1. You export `THEO_API_KEY` in your shell (or persist it for GUI app launches).
2. The IDE reads the value and forwards it as an environment variable when it spawns `@hitheo/mcp`.
3. The server reads it once at startup and stores it in process memory.
4. Every outbound call signs `Authorization: Bearer theo_sk_...`.
5. The IDE's agent itself **never sees the key** — it only sees the tool outputs.

This means:

* The key is never written to disk by `@hitheo/mcp`. (Your shell config or the optional `~/.theo/credentials` file may persist it, but those are CLI artifacts, not MCP ones.)
* The key is not transmitted to the IDE vendor, the model provider, or any third party. It goes straight to `api.hitheo.ai`.
* The key is not embedded in the tool descriptions, schemas, or resource bodies the agent can read.

If you ever leak a key into a chat log, [rotate it immediately](/security/authentication#key-rotation).

## The JSON-only config sandbox

`@hitheo/mcp` reads `theo.config.json` from the current working directory at startup. It deliberately **does not** read `theo.config.js` or `theo.config.ts` by default.

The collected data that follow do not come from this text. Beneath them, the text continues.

use std::{
    fs::File,
    io::BufReader,
    path::{Path, PathBuf},
};

use crate::{
    annotate::{FontChoice, OverlaySpec},
    foundation::{
        core::Rgb8,
        error::{ShotError, ShotResult},
    },
};

pub const DEFAULT_WATERMARK: &str = "@soupDeVeLops";
pub const DEFAULT_COPYRIGHT: &str = "© 2025 Screenshot Pro App";

/// Everything a request needs that is not part of the request itself.
///
/// All fields are optional in JSON; missing ones take their defaults.
#[derive(Clone, Debug, PartialEq, serde::Serialize, serde::Deserialize)]
#[serde(default)]
pub struct ShotConfig {
    pub watermark: String,
    pub copyright: String,
    /// Explicit overlay font. When unset, well-known system fonts are tried.
    #[serde(skip_serializing_if = "Option::is_none")]
    pub font_path: Option<PathBuf>,
    pub font_size_px: f32,
    pub text_color: Rgb8,
    pub shadow_color: Rgb8,
    pub shadow_offset: (i32, i32),
    /// Overrides the user's home directory. Must be absolute.
    #[serde(skip_serializing_if = "Option::is_none")]
    pub home_dir: Option<PathBuf>,
    /// Searched for bare folder names after the platform roots.
    pub extra_roots: Vec<PathBuf>,
}

impl Default for ShotConfig {
    fn default() -> Self {
        Self {
            watermark: DEFAULT_WATERMARK.to_string(),
            copyright: DEFAULT_COPYRIGHT.to_string(),
            font_path: None,
            font_size_px: 12.0,
            text_color: Rgb8::WHITE,
            shadow_color: Rgb8::BLACK,
            shadow_offset: (1, 1),
            home_dir: None,
            extra_roots: Vec::new(),
        }
    }
}

impl ShotConfig {
    pub fn from_reader<R: std::io::Read>(r: R) -> ShotResult<Self> {
        let cfg: Self = serde_json::from_reader(r)
            .map_err(|e| ShotError::config(format!("parse config JSON: {e}")))?;
        cfg.validate()?;
        Ok(cfg)
    }

    pub fn from_json_file(path: impl AsRef<Path>) -> ShotResult<Self> {
        let path = path.as_ref();
        let f = File::open(path).map_err(|e| {
            ShotError::config(format!("open config '{}': {e}", path.display()))
        })?;
        Self::from_reader(BufReader::new(f))
    }

    pub fn validate(&self) -> ShotResult<()> {
        if !self.font_size_px.is_finite() || self.font_size_px <= 0.0 {
            return Err(ShotError::config(format!(
                "font_size_px must be finite and > 0, got {}",
                self.font_size_px
            )));
        }
        if let Some(home) = &self.home_dir
            && !home.is_absolute()
        {
            return Err(ShotError::config(format!(
                "home_dir must be absolute, got '{}'",
                home.display()
            )));
        }
        if let Some(root) = self.extra_roots.iter().find(|r| !r.is_absolute()) {
            return Err(ShotError::config(format!(
                "extra_roots entries must be absolute, got '{}'",
                root.display()
            )));
        }
        Ok(())
    }

    /// The configured home override, else the platform's home directory.
    pub fn home_dir(&self) -> ShotResult<PathBuf> {
        match &self.home_dir {
            Some(home) => Ok(home.clone()),
            None => dirs::home_dir()
                .ok_or_else(|| ShotError::config("cannot determine home directory")),
        }
    }

    pub fn font_choice(&self) -> FontChoice {
        FontChoice {
            path: self.font_path.clone(),
            size_px: self.font_size_px,
        }
    }

    /// Overlay texts and styling for a request made at `now`.
    pub fn overlay_spec<Tz>(&self, now: &chrono::DateTime<Tz>) -> OverlaySpec
    where
        Tz: chrono::TimeZone,
        Tz::Offset: std::fmt::Display,
    {
        OverlaySpec {
            font: self.font_choice(),
            text_color: self.text_color,
            shadow_color: self.shadow_color,
            shadow_offset: self.shadow_offset,
            ..OverlaySpec::new(self.watermark.clone(), self.copyright.clone(), now)
        }
    }
}

#[cfg(test)]
mod tests {
    use super::*;

    #[test]
    fn empty_object_yields_defaults() {
        let cfg = ShotConfig::from_reader("{}".as_bytes()).unwrap();
        assert_eq!(cfg, ShotConfig::default());
        assert_eq!(cfg.watermark, "@soupDeVeLops");
        assert_eq!(cfg.font_size_px, 12.0);
    }

    #[test]
    fn partial_json_overrides_only_given_fields() {
        let cfg = ShotConfig::from_reader(
            r#"{ "watermark": "acme", "text_color": [255, 0, 0], "shadow_offset": [2, 3] }"#
                .as_bytes(),
        )
        .unwrap();
        assert_eq!(cfg.watermark, "acme");
        assert_eq!(cfg.text_color, Rgb8::new(255, 0, 0));
        assert_eq!(cfg.shadow_offset, (2, 3));
        assert_eq!(cfg.copyright, DEFAULT_COPYRIGHT);
    }

    #[test]
    fn invalid_values_are_config_errors() {
        for json in [
            r#"{ "font_size_px": 0 }"#,
            r#"{ "font_size_px": -4.5 }"#,
            r#"{ "home_dir": "relative/home" }"#,
            r#"{ "extra_roots": ["mnt"] }"#,
            r#"{ "watermark": 7 }"#,
            "not json",
        ] {
            let err = ShotConfig::from_reader(json.as_bytes()).unwrap_err();
            assert!(matches!(err, ShotError::Config(_)), "{json}: {err}");
        }
    }

    #[test]
    fn missing_file_is_a_config_error() {
        let err = ShotConfig::from_json_file("/no/such/shotmark.json").unwrap_err();
        assert!(matches!(err, ShotError::Config(_)));
    }

    #[test]
    fn home_override_wins() {
        let home = std::env::temp_dir();
        let cfg = ShotConfig {
            home_dir: Some(home.clone()),
            ..ShotConfig::default()
        };
        assert_eq!(cfg.home_dir().unwrap(), home);
    }

    #[test]
    fn overlay_spec_carries_styling() {
        let cfg = ShotConfig {
            font_size_px: 20.0,
            shadow_offset: (2, 2),
            ..ShotConfig::default()
        };
        let now = chrono::DateTime::parse_from_rfc3339("2025-06-07T08:09:10+02:00").unwrap();
        let spec = cfg.overlay_spec(&now);
        assert_eq!(spec.timestamp, "2025-06-07 08:09");
        assert_eq!(spec.font.size_px, 20.0);
        assert_eq!(spec.shadow_offset, (2, 2));
        assert_eq!(spec.watermark, DEFAULT_WATERMARK);
    }
}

The reason is the threat model: an IDE will happily launch the MCP server inside any project you open, including ones you cloned from the internet. If JS/TS config were loaded automatically, a malicious `theo.config.js` could `import()` arbitrary code the moment the workspace opens — full arbitrary-code-execution as your user, before you've read a single file.

JSON config covers every documented use case (`persona`, `skills`, `defaultMode`, `tools`, `temperature`, `metadata`) without that risk.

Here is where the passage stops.